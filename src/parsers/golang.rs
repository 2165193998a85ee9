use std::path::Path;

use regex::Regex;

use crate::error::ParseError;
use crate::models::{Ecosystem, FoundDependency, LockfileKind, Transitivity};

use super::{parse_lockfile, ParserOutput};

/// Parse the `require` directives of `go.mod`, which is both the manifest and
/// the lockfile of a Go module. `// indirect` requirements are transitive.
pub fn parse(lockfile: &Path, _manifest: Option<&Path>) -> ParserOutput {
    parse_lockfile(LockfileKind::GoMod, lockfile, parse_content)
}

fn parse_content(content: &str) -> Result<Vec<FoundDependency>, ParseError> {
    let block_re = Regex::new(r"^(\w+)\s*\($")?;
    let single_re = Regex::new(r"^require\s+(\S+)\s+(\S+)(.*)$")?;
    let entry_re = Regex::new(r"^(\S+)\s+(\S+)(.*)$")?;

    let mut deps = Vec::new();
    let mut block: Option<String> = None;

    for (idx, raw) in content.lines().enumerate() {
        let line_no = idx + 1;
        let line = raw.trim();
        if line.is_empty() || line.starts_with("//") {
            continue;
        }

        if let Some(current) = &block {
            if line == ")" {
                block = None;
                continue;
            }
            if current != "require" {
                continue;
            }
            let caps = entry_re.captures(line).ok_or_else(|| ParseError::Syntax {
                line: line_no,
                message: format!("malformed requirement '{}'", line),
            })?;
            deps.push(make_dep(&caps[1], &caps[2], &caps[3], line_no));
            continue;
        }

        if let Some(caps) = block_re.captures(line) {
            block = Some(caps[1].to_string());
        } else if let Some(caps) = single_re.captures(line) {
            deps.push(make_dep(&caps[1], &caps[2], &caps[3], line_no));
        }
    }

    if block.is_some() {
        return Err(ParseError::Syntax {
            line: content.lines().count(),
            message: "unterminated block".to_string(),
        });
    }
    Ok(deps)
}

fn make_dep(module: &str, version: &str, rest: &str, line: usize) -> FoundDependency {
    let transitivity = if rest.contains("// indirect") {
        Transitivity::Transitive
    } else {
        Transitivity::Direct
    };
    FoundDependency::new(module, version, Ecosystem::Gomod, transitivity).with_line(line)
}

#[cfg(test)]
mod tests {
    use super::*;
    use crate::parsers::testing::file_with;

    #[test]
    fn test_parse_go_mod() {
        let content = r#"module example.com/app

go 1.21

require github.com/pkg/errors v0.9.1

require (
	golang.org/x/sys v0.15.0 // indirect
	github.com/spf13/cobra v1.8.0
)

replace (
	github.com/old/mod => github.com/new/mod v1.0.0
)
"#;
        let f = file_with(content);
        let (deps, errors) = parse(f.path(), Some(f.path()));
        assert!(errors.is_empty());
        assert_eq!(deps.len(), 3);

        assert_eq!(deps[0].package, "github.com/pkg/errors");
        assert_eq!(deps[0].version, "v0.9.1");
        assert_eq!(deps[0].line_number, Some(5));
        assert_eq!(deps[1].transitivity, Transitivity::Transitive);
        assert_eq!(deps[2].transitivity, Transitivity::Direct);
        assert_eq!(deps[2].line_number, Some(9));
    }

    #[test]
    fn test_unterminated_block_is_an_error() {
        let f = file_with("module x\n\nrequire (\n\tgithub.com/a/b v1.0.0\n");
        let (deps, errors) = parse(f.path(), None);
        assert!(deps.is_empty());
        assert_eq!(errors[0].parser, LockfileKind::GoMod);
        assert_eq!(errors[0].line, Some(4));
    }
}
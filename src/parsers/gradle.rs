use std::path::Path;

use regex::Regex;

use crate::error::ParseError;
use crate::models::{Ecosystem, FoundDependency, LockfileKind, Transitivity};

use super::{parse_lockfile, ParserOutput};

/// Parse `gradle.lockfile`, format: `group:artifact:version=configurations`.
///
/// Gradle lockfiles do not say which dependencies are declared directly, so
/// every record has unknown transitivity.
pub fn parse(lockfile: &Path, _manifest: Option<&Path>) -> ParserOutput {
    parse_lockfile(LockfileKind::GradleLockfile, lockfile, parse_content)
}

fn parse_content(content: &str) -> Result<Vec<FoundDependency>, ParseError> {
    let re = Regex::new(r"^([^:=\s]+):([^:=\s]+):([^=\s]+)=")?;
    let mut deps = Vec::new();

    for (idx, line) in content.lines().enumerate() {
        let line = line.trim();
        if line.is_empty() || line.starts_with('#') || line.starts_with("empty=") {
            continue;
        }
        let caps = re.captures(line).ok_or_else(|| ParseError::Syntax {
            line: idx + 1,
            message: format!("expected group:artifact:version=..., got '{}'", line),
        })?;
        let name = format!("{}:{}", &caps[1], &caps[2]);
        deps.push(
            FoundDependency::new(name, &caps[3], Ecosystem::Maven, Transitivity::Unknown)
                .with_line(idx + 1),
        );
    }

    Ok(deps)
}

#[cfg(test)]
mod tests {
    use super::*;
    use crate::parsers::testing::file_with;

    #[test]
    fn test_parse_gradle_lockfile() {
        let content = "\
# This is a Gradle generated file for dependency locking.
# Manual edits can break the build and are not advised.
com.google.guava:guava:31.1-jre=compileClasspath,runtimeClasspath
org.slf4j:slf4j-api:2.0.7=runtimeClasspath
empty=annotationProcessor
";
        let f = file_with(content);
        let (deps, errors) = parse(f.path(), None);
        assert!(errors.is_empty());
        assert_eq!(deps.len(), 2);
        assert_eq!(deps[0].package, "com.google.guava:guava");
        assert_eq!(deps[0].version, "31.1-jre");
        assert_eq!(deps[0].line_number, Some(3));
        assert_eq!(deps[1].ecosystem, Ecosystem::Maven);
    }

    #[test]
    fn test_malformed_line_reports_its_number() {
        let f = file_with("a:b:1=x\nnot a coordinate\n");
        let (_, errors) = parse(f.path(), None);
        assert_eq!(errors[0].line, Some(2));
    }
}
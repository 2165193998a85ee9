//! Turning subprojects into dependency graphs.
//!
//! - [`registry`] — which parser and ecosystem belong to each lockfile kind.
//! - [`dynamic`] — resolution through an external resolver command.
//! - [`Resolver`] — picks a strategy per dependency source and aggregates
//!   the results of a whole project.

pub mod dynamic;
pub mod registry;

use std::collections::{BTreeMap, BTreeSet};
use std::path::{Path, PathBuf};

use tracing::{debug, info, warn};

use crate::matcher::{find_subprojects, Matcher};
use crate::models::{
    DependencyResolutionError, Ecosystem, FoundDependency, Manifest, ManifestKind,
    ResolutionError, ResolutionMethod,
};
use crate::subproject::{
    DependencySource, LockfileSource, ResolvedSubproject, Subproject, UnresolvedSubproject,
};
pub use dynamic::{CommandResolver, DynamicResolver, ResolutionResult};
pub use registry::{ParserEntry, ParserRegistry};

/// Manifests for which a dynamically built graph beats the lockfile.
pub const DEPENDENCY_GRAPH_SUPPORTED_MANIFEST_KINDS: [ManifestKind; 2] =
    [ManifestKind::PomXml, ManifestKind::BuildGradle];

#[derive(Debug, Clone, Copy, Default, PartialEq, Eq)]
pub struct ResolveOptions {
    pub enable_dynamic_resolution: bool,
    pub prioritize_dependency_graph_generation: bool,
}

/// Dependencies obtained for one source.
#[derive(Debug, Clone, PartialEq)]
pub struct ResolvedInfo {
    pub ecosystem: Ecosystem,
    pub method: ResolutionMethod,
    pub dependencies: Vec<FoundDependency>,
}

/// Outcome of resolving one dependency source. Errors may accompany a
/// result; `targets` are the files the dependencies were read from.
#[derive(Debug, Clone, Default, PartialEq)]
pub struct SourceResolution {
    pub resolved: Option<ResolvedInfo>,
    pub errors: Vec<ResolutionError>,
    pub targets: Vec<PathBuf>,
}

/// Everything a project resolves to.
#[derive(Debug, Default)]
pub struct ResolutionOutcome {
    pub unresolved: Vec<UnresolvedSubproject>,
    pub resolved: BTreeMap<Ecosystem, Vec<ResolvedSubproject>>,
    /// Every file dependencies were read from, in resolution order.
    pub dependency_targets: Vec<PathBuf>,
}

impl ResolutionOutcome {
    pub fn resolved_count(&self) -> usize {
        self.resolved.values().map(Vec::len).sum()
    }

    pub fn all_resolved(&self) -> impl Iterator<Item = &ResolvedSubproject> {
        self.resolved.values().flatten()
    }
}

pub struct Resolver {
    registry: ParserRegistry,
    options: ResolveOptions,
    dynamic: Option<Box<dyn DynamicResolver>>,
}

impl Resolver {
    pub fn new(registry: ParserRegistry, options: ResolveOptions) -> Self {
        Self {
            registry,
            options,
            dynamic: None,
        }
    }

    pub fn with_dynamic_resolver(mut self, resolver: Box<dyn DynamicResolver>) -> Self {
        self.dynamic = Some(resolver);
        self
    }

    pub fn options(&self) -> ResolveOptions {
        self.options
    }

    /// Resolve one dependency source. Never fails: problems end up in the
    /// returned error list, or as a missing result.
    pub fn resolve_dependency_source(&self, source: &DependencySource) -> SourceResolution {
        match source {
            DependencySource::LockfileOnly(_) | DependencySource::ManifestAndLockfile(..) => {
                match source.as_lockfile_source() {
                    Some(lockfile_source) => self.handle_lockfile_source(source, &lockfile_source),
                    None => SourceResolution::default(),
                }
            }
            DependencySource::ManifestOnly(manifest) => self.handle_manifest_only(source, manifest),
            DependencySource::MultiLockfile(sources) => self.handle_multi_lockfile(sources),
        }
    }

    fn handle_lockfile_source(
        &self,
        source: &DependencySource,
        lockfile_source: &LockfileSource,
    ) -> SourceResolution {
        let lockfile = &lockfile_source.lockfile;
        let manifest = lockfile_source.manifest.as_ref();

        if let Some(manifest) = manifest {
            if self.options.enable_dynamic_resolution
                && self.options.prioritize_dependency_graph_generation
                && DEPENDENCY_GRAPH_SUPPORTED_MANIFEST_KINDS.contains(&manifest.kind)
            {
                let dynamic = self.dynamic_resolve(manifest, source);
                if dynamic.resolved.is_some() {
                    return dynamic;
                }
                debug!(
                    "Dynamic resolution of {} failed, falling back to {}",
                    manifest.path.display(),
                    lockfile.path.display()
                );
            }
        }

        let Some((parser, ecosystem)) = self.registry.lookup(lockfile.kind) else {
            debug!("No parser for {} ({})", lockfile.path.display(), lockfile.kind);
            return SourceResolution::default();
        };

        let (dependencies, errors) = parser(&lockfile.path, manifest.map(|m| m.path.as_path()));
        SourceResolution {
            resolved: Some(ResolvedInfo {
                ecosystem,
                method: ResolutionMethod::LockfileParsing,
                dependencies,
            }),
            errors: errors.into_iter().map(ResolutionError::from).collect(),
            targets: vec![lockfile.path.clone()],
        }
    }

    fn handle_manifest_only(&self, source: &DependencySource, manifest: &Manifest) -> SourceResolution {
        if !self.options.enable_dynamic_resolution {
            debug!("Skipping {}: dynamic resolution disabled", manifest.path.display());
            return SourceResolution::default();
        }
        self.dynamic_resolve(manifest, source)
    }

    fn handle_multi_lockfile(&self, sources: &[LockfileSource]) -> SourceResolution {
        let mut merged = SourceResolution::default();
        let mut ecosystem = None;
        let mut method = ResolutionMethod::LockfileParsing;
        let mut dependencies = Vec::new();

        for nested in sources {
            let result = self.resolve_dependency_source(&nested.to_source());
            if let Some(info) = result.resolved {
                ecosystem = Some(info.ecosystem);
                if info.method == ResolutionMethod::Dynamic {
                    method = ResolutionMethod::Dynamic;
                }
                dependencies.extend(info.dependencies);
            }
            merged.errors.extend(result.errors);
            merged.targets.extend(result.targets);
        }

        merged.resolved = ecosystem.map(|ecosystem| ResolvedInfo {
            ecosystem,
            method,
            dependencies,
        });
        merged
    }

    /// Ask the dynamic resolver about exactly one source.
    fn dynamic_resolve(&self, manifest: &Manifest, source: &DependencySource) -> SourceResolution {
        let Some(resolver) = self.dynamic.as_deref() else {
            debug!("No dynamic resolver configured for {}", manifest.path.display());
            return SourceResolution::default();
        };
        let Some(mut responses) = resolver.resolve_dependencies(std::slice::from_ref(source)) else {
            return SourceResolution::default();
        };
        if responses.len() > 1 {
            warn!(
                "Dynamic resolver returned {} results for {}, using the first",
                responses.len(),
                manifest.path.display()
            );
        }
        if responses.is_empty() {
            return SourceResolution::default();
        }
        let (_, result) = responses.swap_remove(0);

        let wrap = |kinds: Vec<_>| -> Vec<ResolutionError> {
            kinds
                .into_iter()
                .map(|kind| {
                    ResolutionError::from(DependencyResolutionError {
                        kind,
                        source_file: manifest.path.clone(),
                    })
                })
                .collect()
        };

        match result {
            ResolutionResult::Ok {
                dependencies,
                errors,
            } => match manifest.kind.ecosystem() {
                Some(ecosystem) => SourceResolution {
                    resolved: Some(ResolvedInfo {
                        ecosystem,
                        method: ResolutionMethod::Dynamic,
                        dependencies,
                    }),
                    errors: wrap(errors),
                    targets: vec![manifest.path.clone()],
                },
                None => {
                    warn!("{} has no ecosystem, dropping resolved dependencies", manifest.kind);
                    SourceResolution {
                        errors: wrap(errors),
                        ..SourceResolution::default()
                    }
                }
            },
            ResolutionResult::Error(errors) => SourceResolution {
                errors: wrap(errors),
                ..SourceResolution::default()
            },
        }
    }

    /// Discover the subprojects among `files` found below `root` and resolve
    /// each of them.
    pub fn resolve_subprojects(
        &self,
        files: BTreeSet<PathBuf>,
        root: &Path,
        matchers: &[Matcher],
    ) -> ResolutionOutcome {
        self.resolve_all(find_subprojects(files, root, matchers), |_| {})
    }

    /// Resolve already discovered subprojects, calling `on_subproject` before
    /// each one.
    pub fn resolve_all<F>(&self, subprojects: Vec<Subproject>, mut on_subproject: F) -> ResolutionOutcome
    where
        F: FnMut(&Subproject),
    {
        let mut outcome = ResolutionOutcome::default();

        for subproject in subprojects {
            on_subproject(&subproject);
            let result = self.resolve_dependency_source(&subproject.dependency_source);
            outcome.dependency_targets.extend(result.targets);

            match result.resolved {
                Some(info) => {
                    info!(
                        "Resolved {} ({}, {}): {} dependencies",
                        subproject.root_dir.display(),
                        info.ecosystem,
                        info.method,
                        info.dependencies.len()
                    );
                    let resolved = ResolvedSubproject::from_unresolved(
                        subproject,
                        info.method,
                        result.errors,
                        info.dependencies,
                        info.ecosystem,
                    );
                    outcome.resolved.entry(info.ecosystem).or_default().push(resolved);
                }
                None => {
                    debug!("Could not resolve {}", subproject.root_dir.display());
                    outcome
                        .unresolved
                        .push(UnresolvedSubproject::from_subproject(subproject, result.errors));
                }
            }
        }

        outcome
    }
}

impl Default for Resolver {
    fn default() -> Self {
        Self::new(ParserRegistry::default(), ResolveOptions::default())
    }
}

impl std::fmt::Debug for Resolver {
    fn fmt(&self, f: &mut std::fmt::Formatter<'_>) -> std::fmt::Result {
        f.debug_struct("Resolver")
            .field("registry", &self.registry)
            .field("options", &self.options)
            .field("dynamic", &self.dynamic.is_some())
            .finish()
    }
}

▶ _PROBLEM_
Your reply should hold every line from the data that contains "current", copied in full.

▶ _RESPONSE BOX_
        if let Some(current) = &block {
            if current != "require" {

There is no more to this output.